The records below are to be duplicated character for character.
== Segment start ==
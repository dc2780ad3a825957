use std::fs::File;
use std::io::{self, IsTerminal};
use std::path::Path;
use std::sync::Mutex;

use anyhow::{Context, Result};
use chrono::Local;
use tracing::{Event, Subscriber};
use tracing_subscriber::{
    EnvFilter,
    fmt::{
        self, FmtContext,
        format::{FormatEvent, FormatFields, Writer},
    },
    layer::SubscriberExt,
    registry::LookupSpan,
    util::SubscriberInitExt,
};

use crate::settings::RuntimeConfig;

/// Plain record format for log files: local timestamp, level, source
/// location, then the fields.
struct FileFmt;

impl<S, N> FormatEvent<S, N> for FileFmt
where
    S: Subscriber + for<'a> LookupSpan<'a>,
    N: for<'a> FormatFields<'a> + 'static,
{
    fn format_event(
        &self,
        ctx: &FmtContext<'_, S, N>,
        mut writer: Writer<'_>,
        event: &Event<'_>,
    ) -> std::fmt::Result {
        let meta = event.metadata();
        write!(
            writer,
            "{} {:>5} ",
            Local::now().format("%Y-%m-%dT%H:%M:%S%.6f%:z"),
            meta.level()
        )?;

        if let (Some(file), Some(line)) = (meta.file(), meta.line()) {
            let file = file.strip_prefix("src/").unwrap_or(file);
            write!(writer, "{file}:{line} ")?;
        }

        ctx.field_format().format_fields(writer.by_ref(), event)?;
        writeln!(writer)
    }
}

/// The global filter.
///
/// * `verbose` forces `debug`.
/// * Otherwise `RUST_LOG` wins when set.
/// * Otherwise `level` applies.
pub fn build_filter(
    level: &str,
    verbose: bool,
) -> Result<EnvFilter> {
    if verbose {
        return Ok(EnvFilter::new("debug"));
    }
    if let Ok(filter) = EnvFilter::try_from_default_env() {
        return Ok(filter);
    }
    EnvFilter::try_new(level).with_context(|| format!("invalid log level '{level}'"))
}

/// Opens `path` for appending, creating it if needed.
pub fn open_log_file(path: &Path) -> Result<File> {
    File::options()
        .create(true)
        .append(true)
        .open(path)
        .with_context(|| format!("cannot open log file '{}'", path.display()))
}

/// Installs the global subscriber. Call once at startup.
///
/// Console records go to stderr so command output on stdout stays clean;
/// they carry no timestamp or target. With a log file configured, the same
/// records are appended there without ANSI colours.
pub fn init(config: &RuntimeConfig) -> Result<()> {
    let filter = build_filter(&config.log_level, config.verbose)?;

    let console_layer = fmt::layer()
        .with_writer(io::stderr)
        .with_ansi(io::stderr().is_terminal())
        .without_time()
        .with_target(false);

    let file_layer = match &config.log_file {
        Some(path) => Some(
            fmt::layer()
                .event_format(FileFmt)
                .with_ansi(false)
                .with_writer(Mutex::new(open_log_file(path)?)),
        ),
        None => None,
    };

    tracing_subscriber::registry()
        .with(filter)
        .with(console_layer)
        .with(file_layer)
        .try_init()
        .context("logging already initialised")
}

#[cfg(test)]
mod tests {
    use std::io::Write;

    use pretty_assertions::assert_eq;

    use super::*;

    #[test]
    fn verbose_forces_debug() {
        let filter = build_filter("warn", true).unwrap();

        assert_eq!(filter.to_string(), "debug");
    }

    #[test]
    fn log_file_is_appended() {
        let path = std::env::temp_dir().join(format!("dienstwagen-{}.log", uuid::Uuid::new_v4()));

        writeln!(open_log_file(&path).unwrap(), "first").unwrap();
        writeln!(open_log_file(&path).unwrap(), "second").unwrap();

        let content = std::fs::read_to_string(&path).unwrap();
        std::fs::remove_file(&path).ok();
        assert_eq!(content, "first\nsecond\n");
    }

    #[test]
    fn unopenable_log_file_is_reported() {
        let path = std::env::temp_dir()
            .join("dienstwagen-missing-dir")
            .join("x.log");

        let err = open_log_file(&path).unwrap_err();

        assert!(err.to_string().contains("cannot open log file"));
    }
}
== Segment end ==
**Response:**
repository dc2780ad3a825957
use std::fs::File;
use std::io::{self, IsTerminal};
use std::path::Path;
use std::sync::Mutex;

use anyhow::{Context, Result};
use chrono::Local;
use tracing::{Event, Subscriber};
use tracing_subscriber::{
    EnvFilter,
    fmt::{
        self, FmtContext,
        format::{FormatEvent, FormatFields, Writer},
    },
    layer::SubscriberExt,
    registry::LookupSpan,
    util::SubscriberInitExt,
};

use crate::settings::RuntimeConfig;

/// Plain record format for log files: local timestamp, level, source
/// location, then the fields.
struct FileFmt;

impl<S, N> FormatEvent<S, N> for FileFmt
where
    S: Subscriber + for<'a> LookupSpan<'a>,
    N: for<'a> FormatFields<'a> + 'static,
{
    fn format_event(
        &self,
        ctx: &FmtContext<'_, S, N>,
        mut writer: Writer<'_>,
        event: &Event<'_>,
    ) -> std::fmt::Result {
        let meta = event.metadata();
        write!(
            writer,
            "{} {:>5} ",
            Local::now().format("%Y-%m-%dT%H:%M:%S%.6f%:z"),
            meta.level()
        )?;

        if let (Some(file), Some(line)) = (meta.file(), meta.line()) {
            let file = file.strip_prefix("src/").unwrap_or(file);
            write!(writer, "{file}:{line} ")?;
        }

        ctx.field_format().format_fields(writer.by_ref(), event)?;
        writeln!(writer)
    }
}

/// The global filter.
///
/// * `verbose` forces `debug`.
/// * Otherwise `RUST_LOG` wins when set.
/// * Otherwise `level` applies.
pub fn build_filter(
    level: &str,
    verbose: bool,
) -> Result<EnvFilter> {
    if verbose {
        return Ok(EnvFilter::new("debug"));
    }
    if let Ok(filter) = EnvFilter::try_from_default_env() {
        return Ok(filter);
    }
    EnvFilter::try_new(level).with_context(|| format!("invalid log level '{level}'"))
}

/// Opens `path` for appending, creating it if needed.
pub fn open_log_file(path: &Path) -> Result<File> {
    File::options()
        .create(true)
        .append(true)
        .open(path)
        .with_context(|| format!("cannot open log file '{}'", path.display()))
}

/// Installs the global subscriber. Call once at startup.
///
/// Console records go to stderr so command output on stdout stays clean;
/// they carry no timestamp or target. With a log file configured, the same
/// records are appended there without ANSI colours.
pub fn init(config: &RuntimeConfig) -> Result<()> {
    let filter = build_filter(&config.log_level, config.verbose)?;

    let console_layer = fmt::layer()
        .with_writer(io::stderr)
        .with_ansi(io::stderr().is_terminal())
        .without_time()
        .with_target(false);

    let file_layer = match &config.log_file {
        Some(path) => Some(
            fmt::layer()
                .event_format(FileFmt)
                .with_ansi(false)
                .with_writer(Mutex::new(open_log_file(path)?)),
        ),
        None => None,
    };

    tracing_subscriber::registry()
        .with(filter)
        .with(console_layer)
        .with(file_layer)
        .try_init()
        .context("logging already initialised")
}

#[cfg(test)]
mod tests {
    use std::io::Write;

    use pretty_assertions::assert_eq;

    use super::*;

    #[test]
    fn verbose_forces_debug() {
        let filter = build_filter("warn", true).unwrap();

        assert_eq!(filter.to_string(), "debug");
    }

    #[test]
    fn log_file_is_appended() {
        let path = std::env::temp_dir().join(format!("dienstwagen-{}.log", uuid::Uuid::new_v4()));

        writeln!(open_log_file(&path).unwrap(), "first").unwrap();
        writeln!(open_log_file(&path).unwrap(), "second").unwrap();

        let content = std::fs::read_to_string(&path).unwrap();
        std::fs::remove_file(&path).ok();
        assert_eq!(content, "first\nsecond\n");
    }

    #[test]
    fn unopenable_log_file_is_reported() {
        let path = std::env::temp_dir()
            .join("dienstwagen-missing-dir")
            .join("x.log");

        let err = open_log_file(&path).unwrap_err();

        assert!(err.to_string().contains("cannot open log file"));
    }
}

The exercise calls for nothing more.